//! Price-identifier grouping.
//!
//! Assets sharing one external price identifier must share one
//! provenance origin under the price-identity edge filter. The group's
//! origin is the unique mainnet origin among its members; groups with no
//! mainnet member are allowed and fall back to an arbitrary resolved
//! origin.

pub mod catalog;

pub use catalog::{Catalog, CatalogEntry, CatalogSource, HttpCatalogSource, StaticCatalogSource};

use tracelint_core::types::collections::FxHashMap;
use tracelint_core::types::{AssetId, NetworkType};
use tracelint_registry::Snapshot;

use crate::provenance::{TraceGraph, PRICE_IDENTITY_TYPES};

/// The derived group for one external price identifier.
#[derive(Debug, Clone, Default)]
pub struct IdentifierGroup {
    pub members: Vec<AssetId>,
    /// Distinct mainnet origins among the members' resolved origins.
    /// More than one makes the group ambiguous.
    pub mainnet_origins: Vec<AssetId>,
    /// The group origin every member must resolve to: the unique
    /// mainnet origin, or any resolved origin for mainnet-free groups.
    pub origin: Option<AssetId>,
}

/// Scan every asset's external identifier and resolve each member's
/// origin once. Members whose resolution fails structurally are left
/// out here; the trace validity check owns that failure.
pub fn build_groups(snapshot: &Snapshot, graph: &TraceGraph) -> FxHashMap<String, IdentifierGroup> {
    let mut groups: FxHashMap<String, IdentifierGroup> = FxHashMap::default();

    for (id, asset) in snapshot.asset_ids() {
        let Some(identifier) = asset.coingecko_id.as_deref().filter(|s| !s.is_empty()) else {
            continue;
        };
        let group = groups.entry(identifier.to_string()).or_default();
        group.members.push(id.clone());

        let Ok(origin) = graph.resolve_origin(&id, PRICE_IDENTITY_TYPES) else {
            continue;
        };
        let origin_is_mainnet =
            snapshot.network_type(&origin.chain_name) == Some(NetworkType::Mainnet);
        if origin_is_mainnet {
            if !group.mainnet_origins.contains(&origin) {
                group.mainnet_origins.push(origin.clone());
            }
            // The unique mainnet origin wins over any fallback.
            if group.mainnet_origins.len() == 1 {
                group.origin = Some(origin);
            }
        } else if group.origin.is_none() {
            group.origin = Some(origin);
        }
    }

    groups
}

----------

▶ _WORK INSTRUCTIONS_
Set down verbatim only the lines between the start of the data above and the line with "groups with no", both boundaries included.

▶ _COMPLETED EXERCISE_
//! Price-identifier grouping.
//!
//! Assets sharing one external price identifier must share one
//! provenance origin under the price-identity edge filter. The group's
//! origin is the unique mainnet origin among its members; groups with no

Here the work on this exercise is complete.